Provided data:
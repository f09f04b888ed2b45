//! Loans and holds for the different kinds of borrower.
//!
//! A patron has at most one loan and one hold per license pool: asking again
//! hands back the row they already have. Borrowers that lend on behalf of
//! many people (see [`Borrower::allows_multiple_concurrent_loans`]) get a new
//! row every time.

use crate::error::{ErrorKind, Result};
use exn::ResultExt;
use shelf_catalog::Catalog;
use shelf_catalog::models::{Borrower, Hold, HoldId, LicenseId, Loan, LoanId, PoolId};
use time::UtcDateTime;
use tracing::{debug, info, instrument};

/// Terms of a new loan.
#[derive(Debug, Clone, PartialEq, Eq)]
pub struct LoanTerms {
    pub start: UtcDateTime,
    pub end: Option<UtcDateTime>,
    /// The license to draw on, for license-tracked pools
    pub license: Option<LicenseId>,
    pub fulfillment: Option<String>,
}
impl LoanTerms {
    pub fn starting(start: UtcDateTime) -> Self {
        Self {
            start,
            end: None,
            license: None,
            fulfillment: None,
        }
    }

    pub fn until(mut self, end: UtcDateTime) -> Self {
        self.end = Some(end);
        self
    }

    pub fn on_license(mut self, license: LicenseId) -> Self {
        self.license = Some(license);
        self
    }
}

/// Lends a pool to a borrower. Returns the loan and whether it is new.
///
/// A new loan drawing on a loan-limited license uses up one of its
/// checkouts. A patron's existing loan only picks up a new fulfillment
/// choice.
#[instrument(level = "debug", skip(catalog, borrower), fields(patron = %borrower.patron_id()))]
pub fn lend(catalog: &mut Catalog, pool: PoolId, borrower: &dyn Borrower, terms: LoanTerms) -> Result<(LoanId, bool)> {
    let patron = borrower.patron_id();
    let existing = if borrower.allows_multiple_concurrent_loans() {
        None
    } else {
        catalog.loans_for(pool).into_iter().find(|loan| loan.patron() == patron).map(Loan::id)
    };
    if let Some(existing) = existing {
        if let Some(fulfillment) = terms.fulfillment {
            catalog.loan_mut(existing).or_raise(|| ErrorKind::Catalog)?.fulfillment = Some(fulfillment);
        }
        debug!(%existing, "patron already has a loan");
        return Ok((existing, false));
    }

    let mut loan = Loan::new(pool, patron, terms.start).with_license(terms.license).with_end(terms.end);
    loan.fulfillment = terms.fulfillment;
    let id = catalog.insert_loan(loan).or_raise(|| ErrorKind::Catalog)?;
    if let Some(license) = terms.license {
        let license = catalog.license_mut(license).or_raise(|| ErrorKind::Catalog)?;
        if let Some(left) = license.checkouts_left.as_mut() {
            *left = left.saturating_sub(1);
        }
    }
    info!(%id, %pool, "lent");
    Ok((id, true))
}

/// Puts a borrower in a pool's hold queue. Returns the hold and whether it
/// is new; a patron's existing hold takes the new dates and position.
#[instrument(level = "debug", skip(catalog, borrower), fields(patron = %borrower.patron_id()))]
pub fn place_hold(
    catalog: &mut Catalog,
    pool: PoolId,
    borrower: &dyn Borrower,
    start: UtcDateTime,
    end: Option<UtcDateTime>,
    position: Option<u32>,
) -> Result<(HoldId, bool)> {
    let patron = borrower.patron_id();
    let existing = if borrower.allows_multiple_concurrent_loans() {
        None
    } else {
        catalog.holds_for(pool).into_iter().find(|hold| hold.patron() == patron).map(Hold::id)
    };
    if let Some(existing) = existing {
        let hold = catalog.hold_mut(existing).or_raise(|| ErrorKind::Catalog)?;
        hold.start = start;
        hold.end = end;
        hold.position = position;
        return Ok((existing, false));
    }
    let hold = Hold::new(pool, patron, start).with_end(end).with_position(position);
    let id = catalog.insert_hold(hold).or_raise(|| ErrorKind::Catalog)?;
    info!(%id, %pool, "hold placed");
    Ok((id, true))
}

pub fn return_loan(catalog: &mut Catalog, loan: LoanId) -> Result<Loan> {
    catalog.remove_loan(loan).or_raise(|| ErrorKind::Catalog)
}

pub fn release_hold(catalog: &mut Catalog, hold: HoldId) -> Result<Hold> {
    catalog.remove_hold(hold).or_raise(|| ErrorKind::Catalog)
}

Work to be completed: Above are the records; copy exactly the lines from the line with "a new loan." through the line with "up one of its", both included.

Solution for this problem:
/// Terms of a new loan.
#[derive(Debug, Clone, PartialEq, Eq)]
pub struct LoanTerms {
    pub start: UtcDateTime,
    pub end: Option<UtcDateTime>,
    /// The license to draw on, for license-tracked pools
    pub license: Option<LicenseId>,
    pub fulfillment: Option<String>,
}
impl LoanTerms {
    pub fn starting(start: UtcDateTime) -> Self {
        Self {
            start,
            end: None,
            license: None,
            fulfillment: None,
        }
    }

    pub fn until(mut self, end: UtcDateTime) -> Self {
        self.end = Some(end);
        self
    }

    pub fn on_license(mut self, license: LicenseId) -> Self {
        self.license = Some(license);
        self
    }
}

/// Lends a pool to a borrower. Returns the loan and whether it is new.
///
/// A new loan drawing on a loan-limited license uses up one of its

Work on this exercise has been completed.